9. Considered walking back to the hotel, but it would have been highway only and it was about 8:00 at night by that time). Asked if the police would drive me back to the hotel and they basically said they didn’t do that (don’t they help get cats out of trees any more?).
10. Finally bumped into the security officer-whose key didn’t work either, but he knew the cleaning people could help. They weren’t in the building yet.
10. Called my husband on the employee line (it let’s you make long distance calls apparently), about 700 miles away, to just hear a loving voice and maybe get some new ideas I hadn’t thought of.
I was abandoned. I was lost. I was alone. I figured I’d be sleeping on the floor by the elevator until early the next morning when someone came to open the office door. That would be neither comfortable nor a pretty sight. I was coming close to giving up. My emotions were building as I was facing more and more rejection.
As I “McGyvered” through this experience I prayed…often. I kept asking God to keep me safe and to give me wisdom. I prayed for an answer. Ultimately an answer came. It was nearly two hours into my dilemma. As I was at my wit’s end calling my husband and starting to blubber, the elevator door to the floor I was on opened. Out came the security officer and one of the most beautiful people I had ever seen. It was someone from the cleaning crew and he had a key that opened the door to the barrier that kept me from freedom and sanity. He had the most beautiful smile and I was soooooo grateful. I gathered my belongings and high-tailed it out the door being sure the two gentlemen who rescued me heard me say thank you (over and over again).
In processing the night’s events I kept coming back to the concept of “feeling” abandoned ( add that to anger and frustration). I was relatively safe. Yet, I was alone-disconnected. It was an awful feeling. The longer it lasted, the greater my fears became. The broader my impatience grew. I was completely alone.
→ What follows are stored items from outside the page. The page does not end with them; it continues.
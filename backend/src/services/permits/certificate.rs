//! Step 3 of a street-vending permit: the authorization certificate.

use crate::dates;
use crate::documents::{context, TemplateContext};
use crate::error::AppError;
use crate::session::{session_id, SessionsState};
use crate::state::AppState;
use crate::validation::gender_labels;
use actix_web::{web, HttpRequest, HttpResponse};
use chrono::Datelike;
use common::model::permit::{PermitCertificate, PermitEvaluation, PermitResolution};
use common::requests::PermitCertificateRequest;

pub const TEMPLATE: &str = "certificado.docx";

/// Handler for `POST /api/permits/certificate`. Needs the session's
/// evaluation and resolution.
pub async fn process(
    req: HttpRequest,
    state: web::Data<AppState>,
    sessions: web::Data<SessionsState>,
    body: web::Json<PermitCertificateRequest>,
) -> Result<HttpResponse, AppError> {
    let session = session_id(&req)?;
    let current = sessions.get(&session).await?;
    let (Some(evaluation), Some(resolution)) = (current.permit_evaluation, current.permit_resolution) else {
        return Err(AppError::Workflow(
            "Primero genera la Evaluación y la Resolución.".to_owned(),
        ));
    };
    let certificate_date = body
        .certificate_date
        .ok_or_else(|| AppError::InvalidInput("Faltan campos: fecha_certificado".to_owned()))?;

    let certificate = PermitCertificate { certificate_date };
    let stem = format!(
        "AU. {}-{}_{}",
        resolution.certificate_code,
        certificate_date.year(),
        evaluation.applicant_name
    );
    let values = certificate_context(&evaluation, &resolution, &certificate);
    let document = state.renderer.render(TEMPLATE, &values, &stem)?;

    sessions
        .update(&session, |context| context.permit_certificate = Some(certificate))
        .await?;
    Ok(document.into_response())
}

fn certificate_context(
    evaluation: &PermitEvaluation,
    resolution: &PermitResolution,
    certificate: &PermitCertificate,
) -> TemplateContext {
    context([
        ("codigo_certificado", resolution.certificate_code.clone()),
        ("ds", evaluation.ds_number.clone()),
        ("sr", gender_labels(evaluation.gender).abbreviation.to_owned()),
        ("nombre", evaluation.applicant_name.clone()),
        ("dni", evaluation.document_id.clone()),
        ("ubicacion", evaluation.location.clone()),
        ("referencia", evaluation.reference.clone()),
        ("giro", evaluation.trade.clone()),
        ("horario", evaluation.schedule.clone()),
        ("tiempo", evaluation.term.to_string()),
        ("plazo", evaluation.term_label.clone()),
        (
            "vigencia2",
            dates::validity_compact(Some(resolution.validity_start), Some(resolution.validity_end)),
        ),
        ("fecha_certificado", dates::long(certificate.certificate_date)),
    ])
}
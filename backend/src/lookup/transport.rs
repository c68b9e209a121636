use crate::lookup::LookupError;
use async_trait::async_trait;
use reqwest::{header, Client};
use serde_json::Value;
use std::fmt;
use std::time::Duration;

const USER_AGENT: &str = "Mozilla/5.0 (Windows NT 10.0; Win64; x64) AppleWebKit/537.36 \
                          (KHTML, like Gecko) Chrome/124.0 Safari/537.36";
const ACCEPT_LANGUAGE: &str = "es-PE,es;q=0.9,en;q=0.8";

#[derive(Debug, Clone, Copy, PartialEq, Eq)]
pub enum Method {
    Get,
    Post,
}

impl Method {
    pub fn as_str(self) -> &'static str {
        match self {
            Method::Get => "GET",
            Method::Post => "POST",
        }
    }
}

#[derive(Debug, Clone, PartialEq)]
pub struct LookupRequest {
    pub method: Method,
    pub url: String,
    pub query: Vec<(String, String)>,
    pub body: Option<Value>,
}

impl LookupRequest {
    pub fn get(url: impl Into<String>, query: Vec<(String, String)>) -> Self {
        Self { method: Method::Get, url: url.into(), query, body: None }
    }

    pub fn post(url: impl Into<String>, body: Value) -> Self {
        Self { method: Method::Post, url: url.into(), query: Vec::new(), body: Some(body) }
    }
}

#[derive(Debug, Clone, PartialEq, Eq)]
pub struct LookupResponse {
    pub status: u16,
    pub body: String,
}

/// Sends one request to the registry and hands back status and raw body.
/// Status interpretation is left to the client.
#[async_trait]
pub trait LookupTransport: Send + Sync {
    async fn send(&self, request: LookupRequest) -> Result<LookupResponse, LookupError>;
}

pub struct ReqwestTransport {
    client: Client,
    token: Option<String>,
}

impl fmt::Debug for ReqwestTransport {
    fn fmt(&self, f: &mut fmt::Formatter<'_>) -> fmt::Result {
        f.debug_struct("ReqwestTransport")
            .field("token", &self.token.as_ref().map(|_| "<redacted>"))
            .finish()
    }
}

impl ReqwestTransport {
    pub fn new(token: Option<String>, timeout: Duration) -> Result<Self, LookupError> {
        let mut headers = header::HeaderMap::new();
        headers.insert(header::USER_AGENT, header::HeaderValue::from_static(USER_AGENT));
        headers.insert(header::ACCEPT, header::HeaderValue::from_static("*/*"));
        headers.insert(
            header::ACCEPT_LANGUAGE,
            header::HeaderValue::from_static(ACCEPT_LANGUAGE),
        );
        headers.insert(
            header::CONTENT_TYPE,
            header::HeaderValue::from_static("application/json"),
        );

        let client = Client::builder()
            .timeout(timeout)
            .default_headers(headers)
            .build()
            .map_err(|error| LookupError::Transport(format!("cliente HTTP inválido: {error}")))?;

        Ok(Self { client, token })
    }
}

#[async_trait]
impl LookupTransport for ReqwestTransport {
    async fn send(&self, request: LookupRequest) -> Result<LookupResponse, LookupError> {
        let token = self.token.as_deref().ok_or(LookupError::MissingToken)?;

        let mut builder = match request.method {
            Method::Get => self.client.get(&request.url),
            Method::Post => self.client.post(&request.url),
        };
        if !request.query.is_empty() {
            builder = builder.query(&request.query);
        }
        if let Some(body) = &request.body {
            builder = builder.json(body);
        }

        let response = builder
            .bearer_auth(token)
            .send()
            .await
            .map_err(|error| LookupError::Transport(error.to_string()))?;
        let status = response.status().as_u16();
        let body = response
            .text()
            .await
            .map_err(|error| LookupError::Transport(error.to_string()))?;

        Ok(LookupResponse { status, body })
    }
}

#[cfg(test)]
mod tests {
    use super::*;

    #[test]
    fn debug_output_hides_the_token() {
        let transport =
            ReqwestTransport::new(Some("super-secret".into()), Duration::from_secs(1)).unwrap();
        let debug = format!("{transport:?}");
        assert!(!debug.contains("super-secret"));
        assert!(debug.contains("<redacted>"));
    }

    #[actix_web::test]
    async fn missing_token_fails_before_any_request() {
        let transport = ReqwestTransport::new(None, Duration::from_secs(1)).unwrap();
        let error = transport
            .send(LookupRequest::get("http://127.0.0.1:9/never", Vec::new()))
            .await
            .unwrap_err();
        assert!(matches!(error, LookupError::MissingToken));
    }
}
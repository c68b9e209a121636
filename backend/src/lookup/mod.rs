//! # Registry lookups
//!
//! Client for the third-party DNI/RUC consultation API. It resolves an
//! identifier to a `LookupRecord`, falling back to the API's secondary route
//! and retrying gateway rejections, and caches answers per identifier.
//!
//! - `transport`: the HTTP seam (`LookupTransport`) and its `reqwest` implementation.
//! - `cache`: time-keyed answer cache.
//! - `fields`: candidate-key resolution of names and business names.
//! - `client`: route selection, retries and the autocomplete helper.

pub mod cache;
pub mod client;
pub mod fields;
pub mod transport;

pub use client::LookupClient;

use common::model::identity::IdKind;
use std::fmt;

/// One request sent to the registry while resolving an identifier.
#[derive(Debug, Clone, PartialEq, Eq)]
pub struct Attempt {
    pub method: &'static str,
    pub url: String,
    pub status: u16,
    pub body: String,
}

impl fmt::Display for Attempt {
    fn fmt(&self, f: &mut fmt::Formatter<'_>) -> fmt::Result {
        write!(f, "{} {} -> {} ({})", self.method, self.url, self.status, self.body)
    }
}

#[derive(Debug, thiserror::Error)]
pub enum LookupError {
    #[error("{0}")]
    InvalidInput(String),

    #[error("Falta configurar CODART_TOKEN para consultar el registro")]
    MissingToken,

    #[error("Consulta no disponible para documentos de tipo {}", .0.label())]
    Unsupported(IdKind),

    #[error("No se pudo conectar con el registro: {0}")]
    Transport(String),

    #[error("HTTP {status}: {body}")]
    Http { status: u16, body: String },

    #[error("Bloqueado por servidor/WAF. {}", describe_attempts(.attempts))]
    Blocked { attempts: Vec<Attempt> },

    #[error("{0}")]
    Upstream(String),

    #[error("Respuesta inesperada del registro (HTTP {status}): {body}")]
    Malformed { status: u16, body: String },
}

fn describe_attempts(attempts: &[Attempt]) -> String {
    attempts
        .iter()
        .map(Attempt::to_string)
        .collect::<Vec<_>>()
        .join(" | ")
}

/// Cuts `text` to at most `max` characters without splitting a character.
pub(crate) fn truncate(text: &str, max: usize) -> String {
    match text.char_indices().nth(max) {
        Some((end, _)) => text[..end].to_owned(),
        None => text.to_owned(),
    }
}
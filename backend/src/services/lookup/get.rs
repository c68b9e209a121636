use crate::error::AppError;
use crate::state::AppState;
use actix_web::{web, HttpResponse};

/// Handler for `GET /api/lookup/{id}`.
pub async fn process(state: web::Data<AppState>, id: web::Path<String>) -> Result<HttpResponse, AppError> {
    let record = state.lookup.lookup_by_id(&id).await?;
    Ok(HttpResponse::Ok().json(record))
}
//! # Tabular store
//!
//! A spreadsheet-like persistence layer: a *workbook* is a directory under the
//! data root and each of its *tabs* is one CSV file with a fixed header.
//!
//! - `tabs`: the declared tabs and their column lists.
//! - `table`: an in-memory tab aligned to its declared columns.
//! - `workbook`: file access, atomic rewrites and the in-process write lock.

pub mod table;
pub mod tabs;
pub mod workbook;

pub use table::Table;
pub use tabs::TabSpec;
pub use workbook::Workbook;

use std::path::PathBuf;

#[derive(Debug, thiserror::Error)]
pub enum StoreError {
    #[error("No se pudo acceder a {}: {source}", path.display())]
    Io {
        path: PathBuf,
        #[source]
        source: std::io::Error,
    },

    #[error("CSV inválido en {}: {source}", path.display())]
    Csv {
        path: PathBuf,
        #[source]
        source: csv::Error,
    },

    #[error("La hoja {0} quedó bloqueada por un error anterior")]
    Poisoned(String),

    #[error("La hoja {tab} no tiene la columna '{column}'")]
    UnknownColumn { tab: &'static str, column: String },
}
I have had those feelings before, but in completely different context. Usually it’s when I let Satan get a hold of me and listen to him telling me I’m not worth anything, I’m not important, not loved, not…you name it. But, it’s so not true. We don’t always understand our circumstance, but we are never alone.
My event in the office building is nothing compared to the trials and tribulations through history that left people in lands they were unfamiliar with, where they didn’t speak the language, or where people are dealing with illness and relationship uncertainty. It did evoke the feeling of being left alone though. That led me to remember once again beautiful words like: He will never leave you, and like these:
Psalm 3:5 I lay down and slept. I woke up in safety for the Lord was watching over me.
Psalm 9:10 Those who know your name trust in you, for you, O Lord, have never abandoned anyone who searches for you.
Psalm 16:8 I know the Lord is always with me. I will not be shaken, for He is right beside me.
Psalm 46:1-2 God is our refuge and strength, always ready to help in times of trouble. So we will not fear, even if the earth quakes and the mountains crumble into the sea.
I could go on and on, but I’ll save that for future messages. God must have known I needed the reassurance that even in crazy predicaments, He is right next to me. He knows my needs. He provides for me. Maybe I needed this little blip in my life to remind me of something much more important. It made me reflect on His promises so I guess He accomplished something that night. I am not alone. Neither are you.